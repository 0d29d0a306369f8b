//! Storage error types.

use thiserror::Error;

use super::types::BatchResult;

/// Storage operation errors.
#[derive(Debug, Error)]
pub enum StorageError {
    /// Remote store is not configured; durable saves cannot proceed.
    #[error("remote object store is not configured")]
    StoreUnavailable,

    /// Network or API failure talking to the remote store.
    #[error("{operation} failed for '{key}': {message}")]
    Transfer {
        /// Store operation that failed (put, upload_part, presign, ...).
        operation: &'static str,
        /// Object key involved.
        key: String,
        /// Underlying failure.
        message: String,
    },

    /// Descriptor references bytes that are no longer present.
    #[error("file not found: {key}")]
    NotFound {
        /// Storage key or local path that was not found.
        key: String,
    },

    /// Order files require an order identifier.
    #[error("order ID is required for order file storage")]
    MissingOrderId,

    /// Multipart part list is not exactly `1..=n`.
    #[error("invalid multipart part list: {0}")]
    InvalidParts(String),

    /// Payload would need more multipart parts than the store accepts.
    #[error("{size} bytes need {parts} parts, more than the {max} allowed")]
    TooManyParts {
        /// Payload size in bytes.
        size: u64,
        /// Parts the payload would need.
        parts: u64,
        /// Highest accepted part count.
        max: u32,
    },

    /// Confirmed object size differs from the declared size.
    #[error("size mismatch for '{key}': expected {expected} bytes, found {actual}")]
    SizeMismatch {
        /// Object key.
        key: String,
        /// Declared size.
        expected: u64,
        /// Size found in the store.
        actual: u64,
    },

    /// Storage configuration error.
    #[error("storage configuration error: {0}")]
    Configuration(String),

    /// Local filesystem operation failed.
    #[error("local storage operation failed: {0}")]
    Local(String),

    /// Too many items in a batch failed; already-persisted files are attached.
    #[error("{failed} of {total} files failed to save")]
    BatchFailureRateExceeded {
        /// Number of failed items.
        failed: usize,
        /// Number of items in the batch.
        total: usize,
        /// Descriptors that were persisted plus per-item failures.
        partial: Box<BatchResult>,
    },
}

impl StorageError {
    /// Create a transfer error.
    #[must_use]
    pub fn transfer(
        operation: &'static str,
        key: impl Into<String>,
        message: impl ToString,
    ) -> Self {
        Self::Transfer {
            operation,
            key: key.into(),
            message: message.to_string(),
        }
    }

    /// Create a not found error.
    #[must_use]
    pub fn not_found(key: impl Into<String>) -> Self {
        Self::NotFound { key: key.into() }
    }

    /// Create a configuration error.
    #[must_use]
    pub fn configuration(msg: impl Into<String>) -> Self {
        Self::Configuration(msg.into())
    }

    /// Create an invalid parts error.
    #[must_use]
    pub fn invalid_parts(msg: impl Into<String>) -> Self {
        Self::InvalidParts(msg.into())
    }

    /// Whether the caller may retry the whole file.
    #[must_use]
    pub fn is_retryable(&self) -> bool {
        matches!(self, Self::Transfer { .. })
    }

    /// Partial result attached to a batch failure.
    #[must_use]
    pub fn partial_result(&self) -> Option<&BatchResult> {
        match self {
            Self::BatchFailureRateExceeded { partial, .. } => Some(partial),
            _ => None,
        }
    }
}

impl From<opendal::Error> for StorageError {
    fn from(err: opendal::Error) -> Self {
        match err.kind() {
            opendal::ErrorKind::NotFound => Self::NotFound {
                key: err.to_string(),
            },
            _ => Self::Local(err.to_string()),
        }
    }
}

#[cfg(test)]
mod tests {
    use super::*;

    #[test]
    fn test_only_transfer_errors_are_retryable() {
        assert!(StorageError::transfer("put", "k", "reset by peer").is_retryable());
        assert!(!StorageError::StoreUnavailable.is_retryable());
        assert!(!StorageError::not_found("k").is_retryable());
        assert!(!StorageError::MissingOrderId.is_retryable());
        assert!(!StorageError::TooManyParts { size: 8, parts: 2, max: 1 }.is_retryable());
    }

    #[test]
    fn test_transfer_display() {
        let err = StorageError::transfer("upload_part", "orders/a.pdf", "timeout");
        assert_eq!(
            err.to_string(),
            "upload_part failed for 'orders/a.pdf': timeout"
        );
    }

    #[test]
    fn test_partial_result_only_on_batch_failure() {
        let err = StorageError::BatchFailureRateExceeded {
            failed: 3,
            total: 20,
            partial: Box::default(),
        };
        assert!(err.partial_result().is_some());
        assert_eq!(err.to_string(), "3 of 20 files failed to save");
        assert!(StorageError::StoreUnavailable.partial_result().is_none());
    }

    #[test]
    fn test_opendal_not_found_maps_to_not_found() {
        let err = opendal::Error::new(opendal::ErrorKind::NotFound, "missing");
        assert!(matches!(
            StorageError::from(err),
            StorageError::NotFound { .. }
        ));

        let err = opendal::Error::new(opendal::ErrorKind::PermissionDenied, "denied");
        assert!(matches!(StorageError::from(err), StorageError::Local(_)));
    }
}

* _WORK REQUEST_
Every line from the start of the material above through the line that contains "part list is" must be written out exactly, with both ends included.

* _ANSWER_
repository 0d29d0a306369f8b
//! Storage error types.

use thiserror::Error;

use super::types::BatchResult;

/// Storage operation errors.
#[derive(Debug, Error)]
pub enum StorageError {
    /// Remote store is not configured; durable saves cannot proceed.
    #[error("remote object store is not configured")]
    StoreUnavailable,

    /// Network or API failure talking to the remote store.
    #[error("{operation} failed for '{key}': {message}")]
    Transfer {
        /// Store operation that failed (put, upload_part, presign, ...).
        operation: &'static str,
        /// Object key involved.
        key: String,
        /// Underlying failure.
        message: String,
    },

    /// Descriptor references bytes that are no longer present.
    #[error("file not found: {key}")]
    NotFound {
        /// Storage key or local path that was not found.
        key: String,
    },

    /// Order files require an order identifier.
    #[error("order ID is required for order file storage")]
    MissingOrderId,

    /// Multipart part list is not exactly `1..=n`.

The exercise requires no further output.